- _What is expected_
Identify, in the records below, every line where the string "bool" appears, and copy each such line.
┄┄┄┄┄┄┄┄┄┄
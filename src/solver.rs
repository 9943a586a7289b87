use crate::{black_sweep, exchange_borders, gather, global_converged, local_converged, red_sweep, relaxation_factor};
use crate::{scatter, CartTopology, Grid2d, IterationMode, Partition, Report, StrError, SweepBounds, TilePair};
use crate::{Timings, Transport, TAG_BLACK, TAG_RED};
use russell_lab::Stopwatch;

/// Holds the input of a distributed run
#[derive(Clone, Copy, Debug, PartialEq)]
pub struct SolverConfig {
    pub global_rows: usize,
    pub global_cols: usize,
    pub px: usize,
    pub py: usize,
    pub mode: IterationMode,
}

/// Holds the results of a distributed run as seen by one process
#[derive(Clone, Debug)]
pub struct RunOutcome {
    pub partition: Partition,
    pub iterations: usize,   // number of completed iterations
    pub timings: Timings,    // maximum over all processes
    pub grid: Option<Grid2d>, // collected global grid (coordinator only)
}

impl RunOutcome {
    /// Returns the results line (coordinator only)
    pub fn report(&self) -> Option<Report> {
        self.grid
            .as_ref()
            .map(|grid| Report::new(&self.partition, self.iterations, self.timings, grid))
    }
}

/// Converts nanoseconds to seconds
fn seconds(nanoseconds: u128) -> f64 {
    nanoseconds as f64 / 1e9
}

/// Runs the distributed red-black SOR on all processes of `comm`
///
/// Every process must call this function (SPMD). The coordinator passes the
/// initial global grid, which is distributed and then freed; the other
/// processes pass `None`.
///
/// Each iteration:
///
/// 1. swap previous and current
/// 2. exchange the borders of previous (tag 0)
/// 3. red sweep: previous → current
/// 4. exchange the borders of current (tag 1)
/// 5. black sweep: current (red values) → current
/// 6. if requested, check the global convergence
pub fn run<T: Transport>(comm: &mut T, config: &SolverConfig, global: Option<Grid2d>) -> Result<RunOutcome, StrError> {
    // decomposition
    config.mode.validate()?;
    let partition = Partition::new(config.global_rows, config.global_cols, config.px, config.py)?;
    if comm.size() != partition.size() {
        return Err("the number of processes must equal Px * Py");
    }
    let topology = CartTopology::new(config.px, config.py, comm.rank())?;
    let block = partition.block(topology.coords);
    let bounds = SweepBounds::new(&partition, &topology);
    let omega = relaxation_factor(config.global_rows);

    // distribute the initial values into both buffers
    let (nrow, ncol) = partition.tile_dims();
    let mut tiles = TilePair::new(nrow, ncol)?;
    scatter(comm, &partition, global, tiles.current_mut())?;
    tiles.duplicate_current()?;

    // iterate
    comm.barrier()?;
    let mut stopwatch = Stopwatch::new("");
    let mut computation = 0;
    let mut convergence = 0;
    let mut converged = false;
    let mut t = 0;
    while t < config.mode.max_iterations() && !converged {
        tiles.swap();

        exchange_borders(comm, tiles.previous_mut(), &topology, &block, TAG_RED)?;
        let mut sw = Stopwatch::new("");
        let (previous, current) = tiles.split();
        red_sweep(previous, current, &bounds, omega)?;
        computation += sw.stop();

        exchange_borders(comm, tiles.current_mut(), &topology, &block, TAG_BLACK)?;
        let mut sw = Stopwatch::new("");
        let (previous, current) = tiles.split();
        black_sweep(previous, current, &bounds, omega)?;
        computation += sw.stop();

        if let Some(threshold) = config.mode.check_at(t) {
            let mut sw = Stopwatch::new("");
            let local = local_converged(tiles.previous(), tiles.current(), &bounds, threshold);
            converged = global_converged(comm, local)?;
            convergence += sw.stop();
        }
        t += 1;
    }
    comm.barrier()?;
    let total = stopwatch.stop();

    // share the timings
    let timings = Timings {
        total: seconds(total),
        computation: seconds(computation),
        convergence: seconds(convergence),
    }
    .reduce_max(comm)?;

    // collect the results
    let grid = gather(comm, &partition, tiles.current())?;
    Ok(RunOutcome {
        partition,
        iterations: t,
        timings,
        grid,
    })
}

////////////////////////////////////////////////////////////////////////////////////////////////////////////////////////
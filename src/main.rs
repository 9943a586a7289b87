use msgpass::{mpi_finalize, mpi_init_thread, MpiThread};
use red_black_sor::{relaxation_factor, results_file_name, run, write_results, Grid2d, IterationMode};
use red_black_sor::{MpiTransport, Partition, SolverConfig, StrError, Transport, ROOT};
use std::path::Path;
use structopt::StructOpt;

// Approximate the solution of the Laplace equation
//
// ∂²u   ∂²u
// ——— + ——— = 0
// ∂x²   ∂y²
//
// on a (X × Y) grid with fixed boundary values, using red-black SOR over a
// (Px × Py) grid of MPI processes.
//
// Usage: mpirun -np <Px*Py> red_black_sor X Y Px Py

#[derive(StructOpt)]
#[structopt(name = "red_black_sor", about = "Red-black SOR with domain decomposition over MPI")]
struct Options {
    /// Number of rows of the global grid
    x: usize,

    /// Number of columns of the global grid
    y: usize,

    /// Number of process rows
    px: usize,

    /// Number of process columns
    py: usize,

    /// Seed of the initial values
    #[structopt(long, default_value = "1")]
    seed: u64,

    /// Writes the final grid to resRedBlackSORMPI_<X>x<Y>_<Px>x<Py>
    #[structopt(long)]
    print_results: bool,

    /// Prints setup messages
    #[structopt(long)]
    verbose: bool,
}

fn main() -> Result<(), StrError> {
    // parse command line arguments
    let opt = match Options::from_args_safe() {
        Ok(opt) => opt,
        Err(e) if e.use_stderr() => {
            eprintln!("{}", e.message);
            eprintln!("Usage: mpirun .... ./exec X Y Px Py");
            return Err("wrong command line arguments");
        }
        Err(e) => e.exit(),
    };

    // initialize the MPI engine
    mpi_init_thread(MpiThread::Serialized)?;

    // allocate MPI communicator and determine this processor's rank
    let mut comm = MpiTransport::new()?;
    let rank = comm.rank();
    let size = comm.size();

    // check the process grid
    if opt.px * opt.py != size {
        if rank == ROOT {
            eprintln!(
                "ERROR: Px * Py = {} * {} must equal the number of processes ({})",
                opt.px, opt.py, size
            );
        }
        return Err("the number of processes must equal Px * Py");
    }

    // check the decomposition on all processes
    let partition = match Partition::new(opt.x, opt.y, opt.px, opt.py) {
        Ok(partition) => partition,
        Err(e) => {
            if rank == ROOT {
                eprintln!("ERROR: {}", e);
            }
            return Err(e);
        }
    };

    // configuration
    let config = SolverConfig {
        global_rows: opt.x,
        global_cols: opt.y,
        px: opt.px,
        py: opt.py,
        mode: IterationMode::from_build(),
    };

    // message
    if opt.verbose && rank == ROOT {
        println!(
            "size = {}, X = {}, Y = {}, Px = {}, Py = {}, local = {:?}, padded = {:?}, omega = {}, mode = {:?}",
            size,
            opt.x,
            opt.y,
            opt.px,
            opt.py,
            partition.local,
            partition.padded,
            relaxation_factor(opt.x),
            config.mode
        );
    }

    // generate the initial values on the coordinator only
    let global = if rank == ROOT {
        Some(Grid2d::generate(opt.x, opt.y, opt.seed)?)
    } else {
        None
    };

    // run
    let outcome = match run(&mut comm, &config, global) {
        Ok(outcome) => outcome,
        Err(e) => {
            eprintln!("ERROR (rank {}): {}", rank, e);
            return Err(e);
        }
    };

    // report
    if let Some(report) = outcome.report() {
        println!("{}", report);
        if opt.print_results {
            if let Some(grid) = &outcome.grid {
                let name = results_file_name(&outcome.partition);
                write_results(Path::new(&name), grid)?;
                if opt.verbose {
                    println!("results written to {}", name);
                }
            }
        }
    }

    // finalize the MPI engine
    mpi_finalize()
}
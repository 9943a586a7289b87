/// Defines a type alias for the error type as a static string
pub type StrError = &'static str;

mod collector;
mod convergence;
mod grid;
mod halo;
mod layout;
mod mpi_transport;
mod partition;
mod report;
mod solver;
mod sor;
mod topology;
mod transport;
pub use crate::collector::*;
pub use crate::convergence::*;
pub use crate::grid::*;
pub use crate::halo::*;
pub use crate::layout::*;
pub use crate::mpi_transport::*;
pub use crate::partition::*;
pub use crate::report::*;
pub use crate::solver::*;
pub use crate::sor::*;
pub use crate::topology::*;
pub use crate::transport::*;
use crate::{StrError, Transport};
use msgpass::{Communicator, MpiOpInt, MpiOpReal};

/// Implements the transport with MPI (one operating-system process per rank)
///
/// **Note:** The MPI engine must be initialized (e.g., with `mpi_init_thread`)
/// before allocating this struct and finalized after dropping it.
pub struct MpiTransport {
    comm: Communicator,
    rank: usize,
    size: usize,
}

impl MpiTransport {
    /// Allocates a new instance over all processes
    pub fn new() -> Result<Self, StrError> {
        let mut comm = Communicator::new()?;
        let rank = comm.rank()?;
        let size = comm.size()?;
        Ok(MpiTransport { comm, rank, size })
    }
}

impl Transport for MpiTransport {
    fn rank(&self) -> usize {
        self.rank
    }

    fn size(&self) -> usize {
        self.size
    }

    fn send(&mut self, data: &[f64], to: usize, tag: i32) -> Result<(), StrError> {
        self.comm.send_f64(data, to as _, tag)
    }

    fn receive(&mut self, data: &mut [f64], from: usize, tag: i32) -> Result<(), StrError> {
        self.comm.receive_f64(data, from as _, tag)
    }

    fn barrier(&mut self) -> Result<(), StrError> {
        self.comm.barrier()
    }

    fn all_max(&mut self, values: &mut [f64]) -> Result<(), StrError> {
        let orig = values.to_vec();
        self.comm.allreduce_f64(values, &orig, MpiOpReal::Max)
    }

    fn all_true(&mut self, flag: bool) -> Result<bool, StrError> {
        let mut all_ok = [0];
        self.comm.allreduce_u32(&mut all_ok, &[flag as u32], MpiOpInt::And)?;
        Ok(all_ok[0] == 1)
    }
}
┄┄┄┄┄┄┄┄┄┄
- _Response to this exercise_
    print_results: bool,
    verbose: bool,
    fn all_true(&mut self, flag: bool) -> Result<bool, StrError> {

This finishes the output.